• [Directions]: Using "BundleTask" as the search string, find the matching lines below and copy them.

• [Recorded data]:
↓↓↓
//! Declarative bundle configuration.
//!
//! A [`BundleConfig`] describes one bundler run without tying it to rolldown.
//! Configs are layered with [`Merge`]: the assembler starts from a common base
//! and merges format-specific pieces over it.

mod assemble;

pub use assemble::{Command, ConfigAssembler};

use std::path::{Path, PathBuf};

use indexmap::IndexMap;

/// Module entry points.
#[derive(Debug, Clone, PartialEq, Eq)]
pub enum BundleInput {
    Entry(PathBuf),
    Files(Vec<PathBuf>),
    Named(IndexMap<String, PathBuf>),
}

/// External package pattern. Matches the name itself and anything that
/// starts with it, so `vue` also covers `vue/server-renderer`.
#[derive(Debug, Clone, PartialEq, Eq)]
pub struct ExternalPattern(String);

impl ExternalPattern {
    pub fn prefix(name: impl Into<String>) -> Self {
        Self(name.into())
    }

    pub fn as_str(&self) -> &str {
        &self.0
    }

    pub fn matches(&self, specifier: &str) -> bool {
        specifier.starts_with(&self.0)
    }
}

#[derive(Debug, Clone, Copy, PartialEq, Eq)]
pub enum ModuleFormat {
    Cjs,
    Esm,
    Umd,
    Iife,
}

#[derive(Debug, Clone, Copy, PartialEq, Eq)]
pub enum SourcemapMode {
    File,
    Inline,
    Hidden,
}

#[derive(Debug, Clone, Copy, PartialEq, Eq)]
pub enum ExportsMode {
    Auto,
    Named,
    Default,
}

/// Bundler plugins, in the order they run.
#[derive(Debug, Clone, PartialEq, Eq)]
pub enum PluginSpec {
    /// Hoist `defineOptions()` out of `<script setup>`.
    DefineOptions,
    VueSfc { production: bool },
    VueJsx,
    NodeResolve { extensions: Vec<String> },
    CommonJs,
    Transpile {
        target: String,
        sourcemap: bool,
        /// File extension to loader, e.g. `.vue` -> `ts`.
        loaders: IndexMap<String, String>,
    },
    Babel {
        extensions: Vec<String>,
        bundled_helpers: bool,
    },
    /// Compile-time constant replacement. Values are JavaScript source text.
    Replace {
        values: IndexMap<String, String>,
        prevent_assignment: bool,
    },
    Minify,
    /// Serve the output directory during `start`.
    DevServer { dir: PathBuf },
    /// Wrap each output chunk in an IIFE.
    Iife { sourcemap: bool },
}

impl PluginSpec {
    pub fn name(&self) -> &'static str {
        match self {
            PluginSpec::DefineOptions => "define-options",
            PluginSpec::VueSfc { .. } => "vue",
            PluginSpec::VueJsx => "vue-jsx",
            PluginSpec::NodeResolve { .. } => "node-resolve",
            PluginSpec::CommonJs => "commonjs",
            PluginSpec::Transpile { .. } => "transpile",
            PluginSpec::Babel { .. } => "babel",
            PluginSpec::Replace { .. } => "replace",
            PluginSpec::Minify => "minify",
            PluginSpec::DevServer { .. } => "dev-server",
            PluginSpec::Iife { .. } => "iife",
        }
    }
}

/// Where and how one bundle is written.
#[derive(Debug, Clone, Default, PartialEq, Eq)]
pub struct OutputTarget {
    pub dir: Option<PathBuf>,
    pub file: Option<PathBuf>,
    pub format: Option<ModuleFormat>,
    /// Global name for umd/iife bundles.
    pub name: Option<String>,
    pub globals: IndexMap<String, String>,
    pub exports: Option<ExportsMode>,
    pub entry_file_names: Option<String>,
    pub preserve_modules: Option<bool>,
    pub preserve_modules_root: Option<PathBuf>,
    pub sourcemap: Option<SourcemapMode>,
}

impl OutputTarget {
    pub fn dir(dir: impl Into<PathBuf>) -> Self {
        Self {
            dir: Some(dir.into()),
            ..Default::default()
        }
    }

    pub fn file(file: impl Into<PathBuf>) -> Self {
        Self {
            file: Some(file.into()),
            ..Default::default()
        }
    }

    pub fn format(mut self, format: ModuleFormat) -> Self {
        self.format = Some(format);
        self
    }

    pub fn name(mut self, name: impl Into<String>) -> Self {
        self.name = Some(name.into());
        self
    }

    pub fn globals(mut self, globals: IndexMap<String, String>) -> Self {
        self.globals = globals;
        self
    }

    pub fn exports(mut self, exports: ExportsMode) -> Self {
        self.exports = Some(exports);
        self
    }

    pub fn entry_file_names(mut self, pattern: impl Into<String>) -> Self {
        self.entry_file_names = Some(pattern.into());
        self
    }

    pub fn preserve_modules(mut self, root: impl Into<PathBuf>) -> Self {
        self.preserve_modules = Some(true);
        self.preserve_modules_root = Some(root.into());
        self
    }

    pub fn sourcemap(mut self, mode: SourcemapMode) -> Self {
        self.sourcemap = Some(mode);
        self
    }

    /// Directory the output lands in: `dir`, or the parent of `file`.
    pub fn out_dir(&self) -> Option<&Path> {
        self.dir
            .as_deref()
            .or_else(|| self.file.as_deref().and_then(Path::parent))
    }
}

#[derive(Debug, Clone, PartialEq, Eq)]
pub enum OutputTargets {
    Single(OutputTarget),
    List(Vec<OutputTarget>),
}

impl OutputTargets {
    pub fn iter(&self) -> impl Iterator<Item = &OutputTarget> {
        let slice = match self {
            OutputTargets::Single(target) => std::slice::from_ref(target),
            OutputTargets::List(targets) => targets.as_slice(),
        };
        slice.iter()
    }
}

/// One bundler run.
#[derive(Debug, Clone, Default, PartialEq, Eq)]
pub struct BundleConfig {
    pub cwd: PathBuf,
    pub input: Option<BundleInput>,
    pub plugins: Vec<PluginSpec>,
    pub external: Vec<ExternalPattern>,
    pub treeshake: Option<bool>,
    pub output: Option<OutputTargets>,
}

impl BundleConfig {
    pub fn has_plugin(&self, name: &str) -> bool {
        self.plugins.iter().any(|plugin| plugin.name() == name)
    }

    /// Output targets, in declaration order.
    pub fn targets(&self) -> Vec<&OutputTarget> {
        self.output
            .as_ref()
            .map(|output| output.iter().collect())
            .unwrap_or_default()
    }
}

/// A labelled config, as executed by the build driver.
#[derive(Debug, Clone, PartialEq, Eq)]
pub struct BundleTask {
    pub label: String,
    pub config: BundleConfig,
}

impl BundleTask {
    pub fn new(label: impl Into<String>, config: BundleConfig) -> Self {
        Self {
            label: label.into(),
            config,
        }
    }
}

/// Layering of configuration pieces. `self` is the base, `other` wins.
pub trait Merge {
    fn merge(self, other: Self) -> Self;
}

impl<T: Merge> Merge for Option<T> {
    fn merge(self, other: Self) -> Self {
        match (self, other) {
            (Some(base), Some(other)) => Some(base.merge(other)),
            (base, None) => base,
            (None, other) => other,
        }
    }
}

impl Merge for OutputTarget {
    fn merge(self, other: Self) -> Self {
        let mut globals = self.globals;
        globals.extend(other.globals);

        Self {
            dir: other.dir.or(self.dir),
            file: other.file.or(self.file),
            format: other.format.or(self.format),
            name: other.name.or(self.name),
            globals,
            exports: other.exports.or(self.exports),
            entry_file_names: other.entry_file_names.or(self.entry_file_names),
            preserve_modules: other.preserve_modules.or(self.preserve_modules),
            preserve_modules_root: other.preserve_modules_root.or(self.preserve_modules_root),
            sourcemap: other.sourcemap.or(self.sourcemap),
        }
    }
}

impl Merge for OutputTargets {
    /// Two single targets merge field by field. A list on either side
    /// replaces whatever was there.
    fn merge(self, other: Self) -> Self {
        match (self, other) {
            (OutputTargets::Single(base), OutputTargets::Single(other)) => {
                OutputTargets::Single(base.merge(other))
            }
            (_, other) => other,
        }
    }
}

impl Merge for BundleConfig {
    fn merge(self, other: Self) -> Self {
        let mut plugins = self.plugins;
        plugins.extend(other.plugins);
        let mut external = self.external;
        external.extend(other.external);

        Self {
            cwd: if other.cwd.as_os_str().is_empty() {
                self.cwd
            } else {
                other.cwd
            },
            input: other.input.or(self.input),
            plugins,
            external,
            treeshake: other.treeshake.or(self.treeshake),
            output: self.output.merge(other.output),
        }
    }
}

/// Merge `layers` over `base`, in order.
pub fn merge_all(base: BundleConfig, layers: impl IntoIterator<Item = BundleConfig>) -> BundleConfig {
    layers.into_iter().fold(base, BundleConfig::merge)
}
↑↑↑
• [Exercise output]:
pub struct BundleTask {
impl BundleTask {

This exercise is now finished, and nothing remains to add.